Thus, this mathematical system point of view can enable quick computation of all possible cycles for any initial condition and with a zero-input forcing function.

This reformulation also allows us to develop a notion of controllability of the convolutional encoder. Using

\mathcal{C}=[b\vline Ab]=\begin{bmatrix}1&1\\ 0&1\end{bmatrix}.

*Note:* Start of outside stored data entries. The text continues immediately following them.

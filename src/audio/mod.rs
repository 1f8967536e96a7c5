use std::path::Path;
use std::sync::Arc;
use std::time::Duration;

use cpal::traits::{DeviceTrait, HostTrait, StreamTrait};
use crossbeam_channel::{Receiver, Sender};

use crate::audio_api::{AudioCommand, AudioSink, NullSink};
use crate::config::Config;
use crate::error::AudioError;
use crate::loader::fetch::{DefaultFetcher, Fetch};

pub mod cache;
mod engine;
mod frame;
pub mod sample_buffer;
mod voice;

pub use cache::{AudioCache, LoadStatus};
pub use engine::{Engine, MasterGain};
pub use frame::StereoFrame;
pub use sample_buffer::SampleBuffer;

/// Everything audio that a process shares: the buffer cache, the output
/// stage and the one global mute switch. Build it once with
/// [`AudioEngine::init`], pass it by reference to whatever plays fragments,
/// and [`dispose`](AudioEngine::dispose) it on the way out.
pub struct AudioEngine {
    cache: AudioCache,
    output: Box<dyn AudioSink>,
    sample_rate: u32,
    muted: bool,
}

impl AudioEngine {
    /// Open the default output device and start the loader pool. With no
    /// usable device we keep going silently; the sequencer still runs.
    pub fn init(config: &Config, project_dir: &Path) -> Self {
        let ramp = Duration::from_millis(config.playback.mute_ramp_ms);
        let (output, sample_rate): (Box<dyn AudioSink>, u32) = match start_output(ramp) {
            Ok(handle) => {
                let rate = handle.sample_rate;
                (Box::new(handle), rate)
            }
            Err(e) => {
                log::warn!("audio output unavailable ({e}), running silent");
                (Box::new(NullSink), config.loader.fallback_sample_rate)
            }
        };
        let fetcher = DefaultFetcher::new(
            project_dir,
            Duration::from_secs(config.storage.timeout_secs),
        );
        Self::with_output(output, Arc::new(fetcher), sample_rate, config.loader.worker_threads)
    }

    pub fn with_output(
        output: Box<dyn AudioSink>,
        fetcher: Arc<dyn Fetch>,
        sample_rate: u32,
        worker_threads: usize,
    ) -> Self {
        Self {
            cache: AudioCache::new(fetcher, sample_rate, worker_threads),
            output,
            sample_rate,
            muted: false,
        }
    }

    pub fn cache(&self) -> &AudioCache {
        &self.cache
    }

    pub fn sample_rate(&self) -> u32 {
        self.sample_rate
    }

    pub fn load(&self, url: &str) -> LoadStatus {
        self.cache.load(url)
    }

    /// Start a fresh voice for `buffer` right away. Overlapping calls are fine.
    pub fn play(&self, buffer: Arc<SampleBuffer>, gain: f32) {
        self.output.send(AudioCommand::Play { buffer, gain });
    }

    /// Ramp the shared output down to silence (or back up). Affects every
    /// fragment playing through this engine.
    pub fn set_muted(&mut self, muted: bool) {
        if self.muted != muted {
            log::debug!("master {}", if muted { "muted" } else { "unmuted" });
        }
        self.muted = muted;
        self.output.send(AudioCommand::SetMuted { muted });
    }

    pub fn is_muted(&self) -> bool {
        self.muted
    }

    pub fn dispose(mut self) {
        self.output.send(AudioCommand::StopAll);
        self.cache.shutdown();
        log::info!("audio engine disposed");
    }
}

// ── Output stream ─────────────────────────────────────────────────

pub struct AudioHandle {
    tx: Sender<AudioCommand>,
    sample_rate: u32,
    _output_stream: cpal::Stream,
}

impl AudioSink for AudioHandle {
    fn send(&self, cmd: AudioCommand) {
        if self.tx.try_send(cmd).is_err() {
            log::warn!("audio command queue full, dropping command");
        }
    }
}

pub fn start_output(mute_ramp: Duration) -> Result<AudioHandle, AudioError> {
    let (tx, rx) = crossbeam_channel::bounded::<AudioCommand>(1024);

    let host = cpal::default_host();
    let device = host.default_output_device().ok_or(AudioError::NoDevice)?;
    let config = device
        .default_output_config()
        .map_err(|e| AudioError::Config(e.to_string()))?;

    let sample_rate: u32 = config.sample_rate();
    let channels = config.channels() as usize;

    match config.sample_format() {
        cpal::SampleFormat::F32 => {
            let stream = build_output_stream_f32(
                &device,
                &config.into(),
                rx,
                channels,
                Engine::new(sample_rate, mute_ramp),
            )?;
            stream
                .play()
                .map_err(|e| AudioError::StreamPlay(e.to_string()))?;
            log::info!("audio output: {} Hz, {} channels", sample_rate, channels);

            Ok(AudioHandle {
                tx,
                sample_rate,
                _output_stream: stream,
            })
        }
        other => Err(AudioError::UnsupportedFormat(format!(
            "{other:?} (only f32 supported for now)"
        ))),
    }
}

fn build_output_stream_f32(
    device: &cpal::Device,
    config: &cpal::StreamConfig,
    rx: Receiver<AudioCommand>,
    channels: usize,
    mut engine: Engine,
) -> Result<cpal::Stream, AudioError> {
    let err_fn = |err| log::error!("audio output stream error: {err}");

    // scratch space for the mixer; sized generously so the callback doesn't allocate
    let mut scratch: Vec<StereoFrame> = Vec::with_capacity(16384);

    device
        .build_output_stream(
            config,
            move |data: &mut [f32], _info: &cpal::OutputCallbackInfo| {
                while let Ok(cmd) = rx.try_recv() {
                    engine.handle_cmd(cmd);
                }

                let n_frames = data.len() / channels.max(1);
                scratch.resize(n_frames, StereoFrame::zero());
                engine.render_block(&mut scratch);

                for (out, frame) in data.chunks_exact_mut(channels.max(1)).zip(&scratch) {
                    match out.len() {
                        1 => out[0] = 0.5 * (frame.left + frame.right),
                        _ => {
                            out[0] = frame.left;
                            out[1] = frame.right;
                            out[2..].fill(0.0);
                        }
                    }
                }
            },
            err_fn,
            None,
        )
        .map_err(|e| AudioError::StreamBuild(e.to_string()))
}

#[cfg(test)]
mod tests {
    use super::*;
    use crate::audio_api::RecordingSink;
    use crate::error::{LoadError, LoadResult};

    struct NoFiles;
    impl Fetch for NoFiles {
        fn fetch(&self, url: &str) -> LoadResult<Vec<u8>> {
            Err(LoadError::Fetch { url: url.into(), reason: "offline".into() })
        }
    }

    #[test]
    fn mute_is_forwarded_to_the_output() {
        let sink = RecordingSink::new();
        let mut engine = AudioEngine::with_output(Box::new(sink.clone()), Arc::new(NoFiles), 44100, 1);
        assert!(!engine.is_muted());
        engine.set_muted(true);
        assert!(engine.is_muted());
        assert!(matches!(
            sink.commands().last(),
            Some(AudioCommand::SetMuted { muted: true })
        ));
        engine.dispose();
        assert!(matches!(sink.commands().last(), Some(AudioCommand::StopAll)));
    }

    #[test]
    fn play_goes_straight_to_the_output() {
        let sink = RecordingSink::new();
        let engine = AudioEngine::with_output(Box::new(sink.clone()), Arc::new(NoFiles), 44100, 1);
        let buffer = Arc::new(SampleBuffer { data: vec![StereoFrame::zero(); 4], sample_rate: 44100 });
        engine.play(buffer.clone(), 1.0);
        engine.play(buffer, 0.5);
        assert_eq!(sink.plays(), 2);
    }
}
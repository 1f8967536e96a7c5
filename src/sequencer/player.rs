//! A playback surface: one fragment being played.
//!
//! Ties the step clock to the pads, the per-view sound resolver and the
//! shared [`AudioEngine`]. On each step the pad with that index plays if it
//! is armed and has sounds. Nothing here ever waits: a sound whose url or
//! buffer isn't ready yet becomes a pending trigger that is re-checked on
//! later ticks. What happens when it finally shows up depends on the
//! [`LatePolicy`]: `Drop` discards anything that arrives after its step
//! window (one step long), `Play` plays it on arrival no matter how late.
//! The window applies to the steps themselves too: when a stalled frame
//! makes the clock catch up on several steps at once, `Drop` lets the
//! missed ones go instead of firing them in one burst.
//! A failing sound only ever affects itself; the loop keeps ticking.

use std::sync::Arc;
use std::time::Duration;

use super::{PlaybackState, Sequencer, StepTick};
use crate::audio::{AudioEngine, LoadStatus};
use crate::config::{LatePolicy, LayerMode, PlaybackSettings};
use crate::loader::resolver::{Resolution, ResolverService};
use crate::loader::signer::UrlSigner;
use crate::pipeline::grid::PadGrid;
use crate::pipeline::sound::PadSound;
use crate::shared::PadId;

const LAYER_GAIN: f32 = 0.8;

#[derive(Clone, Copy, Debug, PartialEq, Eq)]
pub enum TriggerOutcome {
    Played,     // handed to the output
    Deferred,   // waiting on resolution or loading
    Unplayable, // no source could be resolved
    Dropped,    // arrived after its step window
    Failed,     // fetch or decode failed
}

#[derive(Clone, Debug, PartialEq)]
pub struct Trigger {
    pub pad: PadId,
    pub step: usize,
    pub sound_id: String,
    pub at: Duration,
    pub outcome: TriggerOutcome,
}

#[derive(Debug)]
struct PendingTrigger {
    pad: PadId,
    step: usize,
    sound: PadSound,
    url: Option<String>,
    deadline: Duration,
}

pub struct Player {
    sequencer: Sequencer,
    resolver: ResolverService,
    pending: Vec<PendingTrigger>,
    layer_mode: LayerMode,
    late_policy: LatePolicy,
}

impl Player {
    pub fn new(signer: Arc<dyn UrlSigner>, total_steps: usize, settings: &PlaybackSettings) -> Self {
        let mut sequencer = Sequencer::new(total_steps);
        sequencer.set_tempo(settings.default_bpm, Duration::ZERO);
        Self {
            sequencer,
            resolver: ResolverService::new(signer),
            pending: Vec::new(),
            layer_mode: settings.layer_mode,
            late_policy: settings.late_policy,
        }
    }

    pub fn state(&self) -> PlaybackState {
        self.sequencer.state()
    }

    pub fn bpm(&self) -> f32 {
        self.sequencer.bpm()
    }

    pub fn pending(&self) -> usize {
        self.pending.len()
    }

    /// Get resolution and loading going for every sound on the grid, so the
    /// first pass through the loop has a chance of being on time.
    pub fn prepare(&mut self, grid: &PadGrid, engine: &AudioEngine) {
        for sound in grid.pads().iter().flat_map(|p| p.sounds.iter()) {
            if let Some(Resolution::Playable(url)) = self.resolver.request(sound) {
                engine.load(&url);
            }
        }
    }

    /// `prepare`, then block until everything has resolved and loaded or
    /// `timeout` runs out. For headless use and tests, not for the UI thread.
    pub fn warm_up(&mut self, grid: &PadGrid, engine: &AudioEngine, timeout: Duration) {
        self.prepare(grid, engine);
        self.resolver.wait_idle(timeout);
        self.prepare(grid, engine);
        for sound in grid.pads().iter().flat_map(|p| p.sounds.iter()) {
            if let Some(Resolution::Playable(url)) = self.resolver.resolver().peek(&sound.sound_id) {
                engine.cache().wait_for(&url, timeout);
            }
        }
    }

    pub fn start(
        &mut self,
        grid: &PadGrid,
        bpm: f32,
        now: Duration,
        engine: &AudioEngine,
    ) -> Vec<Trigger> {
        self.pending.clear();
        let mut out = Vec::new();
        if let Some(first) = self.sequencer.start(bpm, now) {
            log::info!("playing at {} bpm", self.sequencer.bpm());
            self.fire_step(first, now, grid, engine, &mut out);
        }
        out
    }

    pub fn stop(&mut self) {
        if self.sequencer.state().is_playing {
            log::info!("stopped");
        }
        self.sequencer.stop();
        self.pending.clear();
    }

    /// While playing this restarts the loop from step 0.
    pub fn set_tempo(
        &mut self,
        bpm: f32,
        grid: &PadGrid,
        now: Duration,
        engine: &AudioEngine,
    ) -> Vec<Trigger> {
        let mut out = Vec::new();
        if let Some(first) = self.sequencer.set_tempo(bpm, now) {
            self.pending.clear();
            self.fire_step(first, now, grid, engine, &mut out);
        }
        out
    }

    /// Fire every step that's due, then settle whatever was waiting.
    pub fn tick(&mut self, grid: &PadGrid, now: Duration, engine: &AudioEngine) -> Vec<Trigger> {
        let mut out = Vec::new();
        for tick in self.sequencer.poll(now) {
            self.fire_step(tick, now, grid, engine, &mut out);
        }
        self.service_pending(now, engine, &mut out);
        out
    }

    /// Stop and let go of the resolver thread. The player is done after this.
    pub fn teardown(&mut self) {
        self.stop();
        self.resolver.shutdown();
    }

    fn fire_step(
        &mut self,
        tick: StepTick,
        now: Duration,
        grid: &PadGrid,
        engine: &AudioEngine,
        out: &mut Vec<Trigger>,
    ) {
        let Some(pad) = grid.pad(PadId(tick.step)) else {
            return;
        };
        if !pad.is_sounding() {
            return;
        }
        let layers: Vec<&PadSound> = match self.layer_mode {
            LayerMode::Current => pad.current_sound().into_iter().collect(),
            LayerMode::All => pad.sounds.iter().collect(),
        };
        let deadline = tick.due + self.sequencer.step_duration();
        let missed = self.late_policy == LatePolicy::Drop && now > deadline;
        if missed {
            log::debug!("step {} fired {:?} past its window, dropping it", tick.step, now - deadline);
        }
        for sound in layers {
            let outcome = self.trigger_sound(pad.id, tick.step, sound, deadline, missed, engine);
            out.push(Trigger {
                pad: pad.id,
                step: tick.step,
                sound_id: sound.sound_id.clone(),
                at: tick.due,
                outcome,
            });
        }
    }

    fn trigger_sound(
        &mut self,
        pad: PadId,
        step: usize,
        sound: &PadSound,
        deadline: Duration,
        missed: bool,
        engine: &AudioEngine,
    ) -> TriggerOutcome {
        // resolve even a missed step, so the next pass finds the url cached
        let url = match self.resolver.request(sound) {
            Some(Resolution::Unplayable) => return TriggerOutcome::Unplayable,
            Some(Resolution::Playable(_)) if missed => return TriggerOutcome::Dropped,
            Some(Resolution::Playable(url)) => url,
            None if missed => return TriggerOutcome::Dropped,
            None => {
                self.defer(pad, step, sound, None, deadline);
                return TriggerOutcome::Deferred;
            }
        };
        match engine.load(&url) {
            LoadStatus::Ready(buffer) => {
                engine.play(buffer, LAYER_GAIN);
                TriggerOutcome::Played
            }
            LoadStatus::Loading => {
                self.defer(pad, step, sound, Some(url), deadline);
                TriggerOutcome::Deferred
            }
            LoadStatus::Failed(_) => TriggerOutcome::Failed,
        }
    }

    fn defer(&mut self, pad: PadId, step: usize, sound: &PadSound, url: Option<String>, deadline: Duration) {
        self.pending.push(PendingTrigger {
            pad,
            step,
            sound: sound.clone(),
            url,
            deadline,
        });
    }

    fn service_pending(&mut self, now: Duration, engine: &AudioEngine, out: &mut Vec<Trigger>) {
        // finished resolutions land in the resolver's cache; we read them via peek
        self.resolver.poll();
        if self.pending.is_empty() {
            return;
        }

        let mut still_waiting = Vec::with_capacity(self.pending.len());
        for mut p in std::mem::take(&mut self.pending) {
            let outcome = match self.settle(&mut p, now, engine) {
                Some(outcome) => outcome,
                None => {
                    still_waiting.push(p);
                    continue;
                }
            };
            out.push(Trigger {
                pad: p.pad,
                step: p.step,
                sound_id: p.sound.sound_id,
                at: now,
                outcome,
            });
        }
        self.pending = still_waiting;
    }

    // Some(outcome) once the trigger is finished with, None to keep waiting
    fn settle(&self, p: &mut PendingTrigger, now: Duration, engine: &AudioEngine) -> Option<TriggerOutcome> {
        if self.late_policy == LatePolicy::Drop && now > p.deadline {
            log::debug!(
                "{} on {} missed step {} by {:?}, dropping it",
                p.sound.sound_id,
                p.pad,
                p.step,
                now - p.deadline
            );
            return Some(TriggerOutcome::Dropped);
        }

        if p.url.is_none() {
            match self.resolver.resolver().peek(&p.sound.sound_id) {
                None => return None,
                Some(Resolution::Unplayable) => return Some(TriggerOutcome::Unplayable),
                Some(Resolution::Playable(url)) => p.url = Some(url),
            }
        }
        let url = p.url.as_deref()?;

        match engine.cache().status(url) {
            Some(LoadStatus::Ready(buffer)) => {
                engine.play(buffer, LAYER_GAIN);
                Some(TriggerOutcome::Played)
            }
            Some(LoadStatus::Failed(_)) => Some(TriggerOutcome::Failed),
            Some(LoadStatus::Loading) => None,
            None => match engine.load(url) {
                LoadStatus::Ready(buffer) => {
                    engine.play(buffer, LAYER_GAIN);
                    Some(TriggerOutcome::Played)
                }
                LoadStatus::Loading => None,
                LoadStatus::Failed(_) => Some(TriggerOutcome::Failed),
            },
        }
    }
}

impl Drop for Player {
    fn drop(&mut self) {
        self.sequencer.stop();
    }
}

From this we can immediately infer the system is fully controllable because the determinant of the controllability matrix is non-zero. What this says is that any state can be reached from any other state by a certain choice of control inputs. Furthermore, control theory allows us to determine the exact control input sequence to take us from one state say $x_{s}$ (start state) to an ending state $x_{e}$ (end state). As the number of memory cells increase in the convolutional encoder, visual inspection of the trellis diagram would not be possible because it would be too densely complicated to read. Nevertheless, my method allows another more compact way to find any possible state path’s corresponding input sequence using the LTI control system formulation.

Other notions from control theory like observability also apply for the convolutional codes and could be looked at more closely as I have chosen to look at here for controllability. Essentially, what observability implies is that for any output sequence, if the observability condition checks, then we would be able to compute exactly the corresponding state sequence that produced the output sequence. It is not clear that the old formulations allow such an easy procedure or even any methods to perform similar computations.

III Optimal Decoding using the Bowyer Decoder

Now, in this section I derive the Bowyer Decoder which takes advantage of the reformulation of the convolutional encoder as a discrete-time LTI control system. The key insight is that the dynamics can be coupled with a time-varying cost model. Furthermore, because my decoder combines control systems with communications it admits further extensions to convolutional coding theory.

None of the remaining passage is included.